Existe também outra obra incontornável — até porque somos logo confrontados com ela quando entramos na exposição — que o Estado português comprou, na Sotheby’s de Nova York em 2018, para o MNAA: “A Anunciação”. A qualidade desta pintura, que consequentemente se atribui a uma fase mais tardia da sua produção e a uma provável encomenda para colecção privada, espelha-se no tratamento delicado e elegante da Virgem e do Arcanjo São Gabriel, no virtuosismo que torna quase real o pano adamascado ao fundo, e também no paciente trabalho de punção de folha de ouro, tão requintado que leva a crer que Álvaro Pires poderá ter sido ourives em Portugal. A impressionante ilusão de transparência do véu e a fascinante escolha de cor para as asas do arcanjo anunciante são igualmente características que não conseguem passar indiferentes ao observador. No canto superior esquerdo, a mão de Deus que envia o Seu Espírito Santo como pomba branca é também um curioso recurso iconográfico reminescente das representações de Deus antes do século X.


"A Anunciação", Álvaro Pirez de Évora (no MNAA)

Outra proposta que esta exposição nos faz é a de vermos ao vivo um retrato que já todos conhecemos, nem que seja pelos manuais escolares ou pela página do Wikipédia: o retrato do rei D. João I, de autoria desconhecida. É uma experiência surpreendente, porque descobrimos pormenores que provavelmente não teríamos nunca reparado, como o rico adamascado da gola e do pano de fundo e a inscrição latina na moldura, que faz referência à Batalha de Aljubarrota.

Por fim, como se não bastassem as admiráveis obras de Álvaro Pires (estão reunidas mais de metade das cerca de 60 conhecidas), o MNAA fez ainda questão de reunir obras de outros pintores da mesma época, activos também na Toscana, com características pictóricas comuns: Beato Angelico, Paolo Uccello, Masolino da Panicale e Gentile da Fabriano.
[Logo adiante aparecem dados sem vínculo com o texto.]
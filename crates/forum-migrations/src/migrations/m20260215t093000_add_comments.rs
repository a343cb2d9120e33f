use async_trait::async_trait;
use schemagate_migrate::migration::{Migration, MigrationContext};

pub struct AddComments;

#[async_trait]
impl Migration for AddComments {
    fn name(&self) -> &str {
        "20260215T093000.add_comments"
    }

    fn is_reversible(&self) -> bool {
        true
    }

    async fn up(&self, ctx: &MigrationContext<'_>) -> schemagate_migrate::Result<()> {
        ctx.create_table("Comments").await?;
        ctx.update_indexes("Comments").await
    }

    async fn down(&self, ctx: &MigrationContext<'_>) -> schemagate_migrate::Result<()> {
        ctx.drop_table("Comments").await
    }
}
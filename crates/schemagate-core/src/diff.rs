//! Schema diff: the ordered DDL that converges a live database to a
//! declared [`Schema`].
//!
//! Ordering rules:
//!
//! 1. Missing extensions are created first, since column types may need them.
//! 2. Declared tables are visited in declaration order. A missing table is
//!    created together with its indexes. For an existing table, each declared
//!    field (in declaration order) is added or has its type, nullability and
//!    default adjusted. Undeclared columns are dropped next, then undeclared
//!    and redefined indexes, then missing and redefined indexes are created.
//!
//! Defaults and index predicates are compared by value, after normalizing
//! the catalog's spelling. An index is redefined when its uniqueness, method,
//! columns or predicate differ from the declaration.
//! 3. Live tables that are neither declared nor ignored are dropped last.

use std::collections::BTreeSet;

use crate::ddl::{
    AddField, CreateExtension, CreateIndex, CreateTable, DropDefaultValue, DropExtension,
    DropField, DropIndex, DropNotNull, DropTable, SetDefaultValue, SetNotNull, Statement,
    UpdateFieldType,
};
use crate::error::SchemaError;
use crate::literal;
use crate::live::{LiveIndex, LiveSchema, LiveTable};
use crate::query::Query;
use crate::schema::{FieldType, Schema, TableSpec};

/// One step of a diff, with its inverse when one can be derived.
#[derive(Debug, Clone)]
pub struct PlannedChange {
    /// What the step does, e.g. `Add field "Posts"."title"`.
    pub description: String,
    /// Forward statement.
    pub up: Query,
    /// Statement that undoes `up`, if known.
    pub down: Option<Query>,
}

impl PlannedChange {
    fn reversible(up: impl Statement + Into<Query>, down: impl Into<Query>) -> Self {
        Self {
            description: up.describe(),
            up: up.into(),
            down: Some(down.into()),
        }
    }

    fn with_optional_down(up: impl Statement + Into<Query>, down: Option<Query>) -> Self {
        Self {
            description: up.describe(),
            up: up.into(),
            down,
        }
    }

    fn irreversible(up: impl Statement + Into<Query>) -> Self {
        Self::with_optional_down(up, None)
    }
}

/// Knobs for [`SchemaDiff::compute`].
#[derive(Debug, Clone, Default)]
pub struct DiffOptions {
    /// Live tables the diff must never drop, such as the migration history.
    pub ignored_tables: BTreeSet<String>,
}

impl DiffOptions {
    /// Ignores a live table.
    #[must_use]
    pub fn ignore_table(mut self, table: impl Into<String>) -> Self {
        self.ignored_tables.insert(table.into());
        self
    }
}

/// Ordered changes from a live database to the declared schema.
#[derive(Debug, Clone, Default)]
pub struct SchemaDiff {
    /// Changes in execution order.
    pub changes: Vec<PlannedChange>,
}

impl SchemaDiff {
    /// Computes the changes that take `live` to `schema`.
    ///
    /// # Errors
    ///
    /// Only fails if the schema or snapshot holds a name that cannot be used
    /// as an identifier.
    pub fn compute(
        schema: &Schema,
        live: &LiveSchema,
        options: &DiffOptions,
    ) -> Result<Self, SchemaError> {
        let mut changes = Vec::new();

        for extension in schema.required_extensions() {
            if !live.extensions.contains(extension) {
                changes.push(PlannedChange::reversible(
                    CreateExtension::new(extension)?,
                    DropExtension::new(extension)?,
                ));
            }
        }

        for table in schema.tables() {
            match live.table(table.name()) {
                None => create_table(table, &mut changes)?,
                Some(live_table) => diff_table(table, live_table, &mut changes)?,
            }
        }

        for (name, live_table) in &live.tables {
            if options.ignored_tables.contains(name) || schema.table(name).is_ok() {
                continue;
            }
            changes.push(PlannedChange::irreversible(DropTable::from_live(live_table)));
        }

        Ok(Self { changes })
    }

    /// `true` if the database already matches the schema.
    #[must_use]
    pub fn is_empty(&self) -> bool {
        self.changes.is_empty()
    }

    /// Forward statements, in order.
    pub fn up(&self) -> impl Iterator<Item = &Query> {
        self.changes.iter().map(|c| &c.up)
    }

    /// Inverse statements in reverse order, or `None` if any change cannot be
    /// undone automatically.
    #[must_use]
    pub fn down(&self) -> Option<Vec<&Query>> {
        self.changes.iter().rev().map(|c| c.down.as_ref()).collect()
    }

    /// Changes that have no automatic inverse.
    #[must_use]
    pub fn irreversible(&self) -> Vec<&PlannedChange> {
        self.changes.iter().filter(|c| c.down.is_none()).collect()
    }
}

fn create_table(table: &TableSpec, changes: &mut Vec<PlannedChange>) -> Result<(), SchemaError> {
    changes.push(PlannedChange::reversible(
        CreateTable::new(table),
        DropTable::new(table),
    ));
    for index in table.indexes() {
        changes.push(PlannedChange::reversible(
            CreateIndex::new(table, index)?,
            DropIndex::new(table, index)?,
        ));
    }
    Ok(())
}

fn diff_table(
    table: &TableSpec,
    live: &LiveTable,
    changes: &mut Vec<PlannedChange>,
) -> Result<(), SchemaError> {
    for field in table.fields() {
        let name = field.name();
        let Some(column) = live.column(name) else {
            changes.push(PlannedChange::reversible(
                AddField::new(table, name)?,
                DropField::new(table, name)?,
            ));
            continue;
        };

        if column.data_type != field.field_type().catalog_type() {
            let down = FieldType::from_catalog(&column.data_type)
                .map(|old| UpdateFieldType::with_type(table, name, &old))
                .transpose()?
                .map(Query::from);
            changes.push(PlannedChange::with_optional_down(
                UpdateFieldType::new(table, name)?,
                down,
            ));
        }

        let nullable = field.nullable() && table.primary_key() != Some(name);
        if nullable != column.nullable {
            if nullable {
                changes.push(PlannedChange::reversible(
                    DropNotNull::new(table, name)?,
                    SetNotNull::new(table, name)?,
                ));
            } else {
                changes.push(PlannedChange::reversible(
                    SetNotNull::new(table, name)?,
                    DropNotNull::new(table, name)?,
                ));
            }
        }

        let declared_default = field.default_value().map(literal::render);
        if !column.default_matches(declared_default.as_deref()) {
            match (declared_default, column.default.as_ref()) {
                (Some(_), None) => changes.push(PlannedChange::reversible(
                    SetDefaultValue::new(table, name)?,
                    DropDefaultValue::new(table, name)?,
                )),
                // the previous expression is not restored
                (Some(_), Some(_)) => changes.push(PlannedChange::irreversible(
                    SetDefaultValue::new(table, name)?,
                )),
                (None, _) => changes.push(PlannedChange::irreversible(
                    DropDefaultValue::new(table, name)?,
                )),
            }
        }
    }

    for column in &live.columns {
        if !table.has_field(column.name.as_str()) {
            let down = AddField::from_live(live, column.name.as_str())?.map(Query::from);
            changes.push(PlannedChange::with_optional_down(
                DropField::from_live(live, column.name.as_str())?,
                down,
            ));
        }
    }

    let mut redefined = Vec::new();
    for index in &live.indexes {
        let stale = match table.index(index.name.as_str()) {
            Ok(spec) => {
                let is_stale = !index.same_shape(&LiveIndex::declared(table, spec)?);
                if is_stale {
                    redefined.push(spec.name());
                }
                is_stale
            }
            Err(_) => true,
        };
        if stale {
            changes.push(PlannedChange::irreversible(DropIndex::from_live(
                live,
                index.name.as_str(),
            )?));
        }
    }

    for index in table.indexes() {
        if live.index(index.name()).is_none() || redefined.contains(&index.name()) {
            changes.push(PlannedChange::reversible(
                CreateIndex::new(table, index)?,
                DropIndex::new(table, index)?,
            ));
        }
    }

    Ok(())
}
Juntam-se assim obras vindas de oito países e de cerca de 40 emprestadores, o que me ajuda a reforçar o quão imperdível é de facto esta exposição.


Por isso mesmo, acabo com um convite em nome do Grupo dos Jovens Amigos do MNAA: no próximo dia 15 de Fevereiro, pelas 16:30, Miguel Cabral Moncada, professor e sócio gerente da Cabral Moncada Leilões, falará sobre a aquisição da pintura “A Anunciação”. Em seguida, aceitei o desafio para fazer uma visita guiada à exposição, não enquanto historiadora da Arte, porque não o sou, mas simplesmente enquanto amante da Arte, que se deixa deslumbrar com os detalhes de cada obra. Apareçam! Pelo primeiro orador, já valerá a pena.